Анвар вскинул ружье и, зажмурившись, нажал курок. Курок щелкнул, а выстрела не последовало. Нажал еще раз — то же самое.

— Эх-х, ты! — закричал в досаде Энвер. — У тебя же патронов нет. Ружье не заряжено!



Анвар открыл ствол. Он действительно оказался пустым. Анвар готов был провалиться сквозь землю. Он чуть не плакал от досады, видя, как орел, взмахнув несколько раз огромными крыльями, оказался над зайцем и камнем обрушился вниз.

Но ловкий зверек в последнее мгновенье опрокинулся на спину и ударил задними лапками птицу в грудь. Хищник, видно, уже считал зайца своей добычей и не ожидал такого отпора. С клекотом отпрянул. Перья разлетелись в разные стороны и стали плавно опускаться на землю. Заяц вскочил и опрометью пустился вскачь. Рассерженный орел снова нацелился на жертву и ринулся вниз.
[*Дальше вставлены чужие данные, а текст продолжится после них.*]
//! Image binding: aspect-fit replacement
//!
//! The result is either rendered image bytes directly, or a tabular result
//! whose selected slice is a URL to fetch. The new image is scaled to fit
//! the element's designed bounding box while preserving aspect ratio, then
//! centered within that box, so layout survives whatever native
//! resolution the backend rendered.

use base64::engine::general_purpose::STANDARD as BASE64;
use base64::Engine;
use image::GenericImageView;
use tracing::debug;

use crate::client::{QueryService, RawResult};
use crate::document::{Content, Deck, Frame, ImageFrame};
use crate::element::BoundElement;
use crate::error::LookdeckError;
use crate::normalize::normalize;

use super::select_scalar;

pub async fn bind_image(
    deck: &mut Deck,
    bound: &BoundElement,
    raw: &RawResult,
    service: &dyn QueryService,
) -> Result<(), LookdeckError> {
    let bytes: Vec<u8> = match raw {
        RawResult::Binary(bytes) => bytes.clone(),
        RawResult::Tabular(value) => {
            let result = normalize(value);
            let url = select_scalar(&result, &bound.spec).ok_or_else(|| {
                LookdeckError::Render("no image URL in the selected result slice".to_string())
            })?;
            debug!("fetching image from result-derived URL {url}");
            service
                .fetch_bytes(&url)
                .await
                .map_err(|e| LookdeckError::Render(format!("image download failed: {e:#}")))?
        }
    };

    let decoded = image::load_from_memory(&bytes)
        .map_err(|e| LookdeckError::Render(format!("result is not a decodable image: {e}")))?;
    let (native_w, native_h) = decoded.dimensions();
    if native_w == 0 || native_h == 0 {
        return Err(LookdeckError::Render("image has zero dimensions".to_string()));
    }

    let element = deck
        .element_mut(bound.element.slide, bound.element.element_id)
        .ok_or_else(|| LookdeckError::Render("bound element no longer in deck".to_string()))?;

    let fitted = aspect_fit(bound.element.frame, native_w, native_h);
    element.frame = fitted;
    element.content = Content::Image(ImageFrame {
        data: Some(BASE64.encode(&bytes)),
        native_width: Some(native_w),
        native_height: Some(native_h),
    });
    Ok(())
}

/// Scale `(w, h)` to fit inside `frame` preserving aspect ratio, centered.
/// Scale factor is the smaller of the width and height ratios; the unused
/// box dimension is split evenly on both sides.
pub fn aspect_fit(frame: Frame, w: u32, h: u32) -> Frame {
    let scale = (frame.width / w as f64).min(frame.height / h as f64);
    let new_w = w as f64 * scale;
    let new_h = h as f64 * scale;
    Frame {
        left: frame.left + (frame.width - new_w) / 2.0,
        top: frame.top + (frame.height - new_h) / 2.0,
        width: new_w,
        height: new_h,
    }
}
Но говорят же: злоба ослепляет. Заяц шмыгнул между камней. Орел не успел увернуться, напоролся на острый выступ. Опрокинувшись, он шумно бил о землю крыльями, которые больше не могли поднять его в небо. Все произошло так быстро, что ребята и опомниться не успели. Когда они подбежали, хищник был мертв.

А неподалеку на бугорке вновь появился заяц. Он приподнялся на задних лапках. Уши торчком. Разглядывает ребят. Передние лапки подобраны к груди, как у боксера. Словно хочет сказать: «А вот подойдите-ка поближе, то ли еще с вами сделаю!..»
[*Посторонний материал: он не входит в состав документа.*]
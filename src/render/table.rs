//! Table binding: bounded fill of a fixed-size grid
//!
//! A table template never grows past its designed layout, and stale
//! content from a previous render never survives: the filled region is
//! `min(grid rows, result rows [+1 for header]) x min(grid cols, result
//! cols)` and every cell beyond it is cleared.

use crate::document::TableGrid;
use crate::error::LookdeckError;
use crate::normalize::ResultSet;

pub fn fill_table(
    grid: &mut TableGrid,
    result: &ResultSet,
    headers: bool,
) -> Result<(), LookdeckError> {
    let data_rows = result.rows.len();
    let result_rows = if headers { data_rows + 1 } else { data_rows };
    let rows_to_fill = grid.rows.min(result_rows);
    let cols_to_fill = grid.cols.min(result.columns.len());

    if headers {
        for col in 0..cols_to_fill {
            grid.set_cell(0, col, result.columns[col].label.clone());
        }
        for row in 1..rows_to_fill {
            for col in 0..cols_to_fill {
                grid.set_cell(row, col, result.cell_text(row - 1, col).unwrap_or_default());
            }
        }
    } else {
        for row in 0..rows_to_fill {
            for col in 0..cols_to_fill {
                grid.set_cell(row, col, result.cell_text(row, col).unwrap_or_default());
            }
        }
    }

    // Clear everything outside the filled region.
    for row in rows_to_fill..grid.rows {
        for col in 0..grid.cols {
            grid.set_cell(row, col, "");
        }
    }
    for col in cols_to_fill..grid.cols {
        for row in 0..grid.rows {
            grid.set_cell(row, col, "");
        }
    }

    Ok(())
}

#[cfg(test)]
mod tests {
    use super::*;
    use crate::normalize::normalize;
    use serde_json::json;

    fn two_by_two_result() -> ResultSet {
        normalize(&json!({
            "metadata": {"fields": {
                "dimensions": [{"name": "d", "label": "Day"}],
                "measures": [{"name": "m", "label": "Count"}]
            }},
            "rows": [
                {"d": {"value": "mon"}, "m": {"value": 1}},
                {"d": {"value": "tue"}, "m": {"value": 2}}
            ]
        }))
    }

    fn dirty_grid(rows: usize, cols: usize) -> TableGrid {
        let mut grid = TableGrid::new(rows, cols);
        for r in 0..rows {
            for c in 0..cols {
                grid.set_cell(r, c, "stale");
            }
        }
        grid
    }

    #[test]
    fn fill_with_headers() {
        let mut grid = dirty_grid(4, 3);
        fill_table(&mut grid, &two_by_two_result(), true).unwrap();

        assert_eq!(grid.cell(0, 0), Some("day"));
        assert_eq!(grid.cell(0, 1), Some("count"));
        assert_eq!(grid.cell(1, 0), Some("mon"));
        assert_eq!(grid.cell(2, 1), Some("2"));
        // remainder cleared, nothing stale left
        assert_eq!(grid.cell(3, 0), Some(""));
        assert_eq!(grid.cell(0, 2), Some(""));
        assert_eq!(grid.cell(2, 2), Some(""));
    }

    #[test]
    fn fill_without_headers_starts_at_origin() {
        let mut grid = dirty_grid(3, 2);
        fill_table(&mut grid, &two_by_two_result(), false).unwrap();

        assert_eq!(grid.cell(0, 0), Some("mon"));
        assert_eq!(grid.cell(1, 1), Some("2"));
        assert_eq!(grid.cell(2, 0), Some(""));
        assert_eq!(grid.cell(2, 1), Some(""));
    }

    #[test]
    fn grid_never_grows_past_designed_layout() {
        // 2x1 grid, 2x2 result with header: fill exactly min(2,3) x min(1,2)
        let mut grid = dirty_grid(2, 1);
        fill_table(&mut grid, &two_by_two_result(), true).unwrap();

        assert_eq!(grid.cell(0, 0), Some("day"));
        assert_eq!(grid.cell(1, 0), Some("mon"));
        assert_eq!(grid.cells.len(), 2);
    }

    #[test]
    fn fill_bound_property() {
        // R=5, C=4 grid; r=2, c=2 result without headers: exactly
        // min(5,2) x min(4,2) filled, all 16 other cells cleared.
        let mut grid = dirty_grid(5, 4);
        fill_table(&mut grid, &two_by_two_result(), false).unwrap();

        let filled = grid
            .cells
            .iter()
            .filter(|cell| !cell.is_empty())
            .count();
        assert_eq!(filled, 4);
    }
}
Он был совсем близко. Всего минуту назад Анвар непременно метнул бы в него камень. А сейчас ему и в голову не пришло такое.

Заяц юркнул под куст и был таков.

— Кто, по-твоему, сильнее, — заяц или орел? — спросил Энвер.

— Конечно, заяц! Сам не видел, что ли… — сказал Анвар.

— Нет, орел.

— Черта с два! Почему же тогда победил заяц? А?

— Не растерялся в самый опасный момент и не струсил. Вот и победил.

Анвар подобрал орла, взвалил на спину.

— Оставь. Зачем он тебе? — сказал Энвер.

— Нужно, — буркнул Анвар, смущенно глядя в сторону.

Анвару не хотелось объяснять, для чего ему эта птица. Если признается, что расхвастался перед ребятами: не вернусь, мол, без добычи, — у Энвера будет повод посмеяться над ним. Скажет: «Тебя же на охоте трусишка заяц выручил! Если б не он, к твоему имени ребята прицепили бы прозвище «хвастун». И быть бы тебе отныне Анваром-Хвастуном!» О, он еще и не такое может сказать. Энвер умеет вышутить кого угодно.

Так размышлял Анвар и с трудом тащил свою добычу. Но когда приблизились к кишлаку, не выдержал:

— Энвер, а Энвер, — сказал он, растягивая слова, — знаешь, для чего мне эта дурацкая птица?

— Для чего?

— А ты никому не расскажешь?.. Поклянись.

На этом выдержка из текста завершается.